The conductive areas 5 on all the electrodes 2 are distributed along the circumferential direction at an angle larger than 0 degree and smaller than or equal to 180 degrees, preferably at an angle of 90-180 degrees, and the conductive areas 5 on all the electrodes 2 are distributed along the circumferential direction of the catheter main body 1 at a certain angle, so that the generated shock waves have directionality, shock waves can be generated on the periphery (whole circle) of the catheter main body 1, the area generating the shock waves can be increased to act on narrow diseased blood vessels with a large area, calcified plaques are broken, and the treatment effect is improved. The conductive area 5 can be arranged according to a desired direction to generate an oscillating wave with a specific directivity at a desired directional position, so as to better control the area on the electrode 2 where the oscillating wave is generated.
In order to generate the shock wave, it is necessary to allow the arc discharge that generates the cavitation bubbles, and it is necessary to have a gap between two adjacent electrodes 2, and the gap between two adjacent electrodes 2 is preferably 0.05-2 mm.
Preferably, a plurality of electrode groups are arranged along the axial direction of the catheter main body 1, and the number of the electrode groups is 1-10 so as to act on a narrow lesion blood vessel with a large area, thus calcified plaque is cracked, and the treatment effect is improved.
The catheter also comprises a balloon connected to the catheter main body 1, a plurality of electrodes 2 are arranged on the catheter main body 1 in the balloon, a conductive fluid medium is contained in the balloon, and the plurality of electrodes 2 can be immersed in the conductive fluid medium.
The first lead 3 and the second lead 4 are made of metal wires, the metal wires are wrapped with insulating paint or insulating tubes, and the first lead 3 and the second lead 4 are connected with the electrode 2 through welding and/or crimping and/or bonding.
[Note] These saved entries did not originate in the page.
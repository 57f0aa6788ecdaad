// This file is part of rastercore.
// Copyright (C) 2024 the rastercore authors
//
// rastercore is free software: you can redistribute it and/or modify
// it under the terms of the GNU General Public License as published by
// the Free Software Foundation, either version 3 of the License, or
// (at your option) any later version.
//
// rastercore is distributed in the hope that it will be useful,
// but WITHOUT ANY WARRANTY; without even the implied warranty of
// MERCHANTABILITY or FITNESS FOR A PARTICULAR PURPOSE.  See the
// GNU General Public License for more details.
//
// You should have received a copy of the GNU General Public License
// along with rastercore.  If not, see <https://www.gnu.org/licenses/>.


use num_enum::IntoPrimitive;
use num_enum::TryFromPrimitive;

/// Layer blending modes.
///
/// The numeric values are stable and used in saved images.
#[derive(Copy, Clone, Debug, Eq, PartialEq, Hash, IntoPrimitive, TryFromPrimitive)]
#[repr(u8)]
pub enum Blendmode {
    Normal = 0,
    Multiply = 3,
    Screen,
    Overlay,
    Difference,
    Addition,
    Subtract,
    DarkenOnly,
    LightenOnly,
    Hue,
    Saturation,
    Color,
    Value,
    Divide,
    Dodge,
    Burn,
    HardLight,
    SoftLight,
    GrainExtract,
    GrainMerge,
}

impl Blendmode {
    /// Modes that operate on whole pixels in a cylindrical color space
    pub fn is_hsv_mode(self) -> bool {
        matches!(
            self,
            Blendmode::Hue | Blendmode::Saturation | Blendmode::Color | Blendmode::Value
        )
    }

    /// Can this mode make a transparent destination pixel less transparent?
    ///
    /// Every mode except Normal limits the source alpha to the
    /// destination's alpha.
    pub fn can_increase_opacity(self) -> bool {
        self == Blendmode::Normal
    }

    pub fn name(self) -> &'static str {
        use Blendmode::*;
        match self {
            Normal => "normal",
            Multiply => "multiply",
            Screen => "screen",
            Overlay => "overlay",
            Difference => "difference",
            Addition => "addition",
            Subtract => "subtract",
            DarkenOnly => "darken-only",
            LightenOnly => "lighten-only",
            Hue => "hue",
            Saturation => "saturation",
            Color => "color",
            Value => "value",
            Divide => "divide",
            Dodge => "dodge",
            Burn => "burn",
            HardLight => "hard-light",
            SoftLight => "soft-light",
            GrainExtract => "grain-extract",
            GrainMerge => "grain-merge",
        }
    }

    pub fn from_name(name: &str) -> Option<Self> {
        use Blendmode::*;
        Some(match name {
            "normal" => Normal,
            "multiply" => Multiply,
            "screen" => Screen,
            "overlay" => Overlay,
            "difference" => Difference,
            "addition" => Addition,
            "subtract" => Subtract,
            "darken-only" => DarkenOnly,
            "lighten-only" => LightenOnly,
            "hue" => Hue,
            "saturation" => Saturation,
            "color" => Color,
            "value" => Value,
            "divide" => Divide,
            "dodge" => Dodge,
            "burn" => Burn,
            "hard-light" => HardLight,
            "soft-light" => SoftLight,
            "grain-extract" => GrainExtract,
            "grain-merge" => GrainMerge,
            _ => {
                return None;
            }
        })
    }
}

impl Default for Blendmode {
    fn default() -> Self {
        Blendmode::Normal
    }
}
A shock wave generation system comprises a guide pipe and an energy generation unit, wherein the guide pipe comprises a first lead 3 and a second lead 4, the first lead 3 and the second lead 4 are respectively connected with the anode and the cathode of the energy generation unit (the first lead 3 is connected with one of the anode and the cathode of the energy generation unit, the second lead 4 is connected with the other of the anode and the cathode of the energy generation unit), and when all electrodes 2 are immersed in a conductive fluid and the energy generation unit discharges to the electrodes, conductive areas 5 on two adjacent electrodes 2 generate shock waves.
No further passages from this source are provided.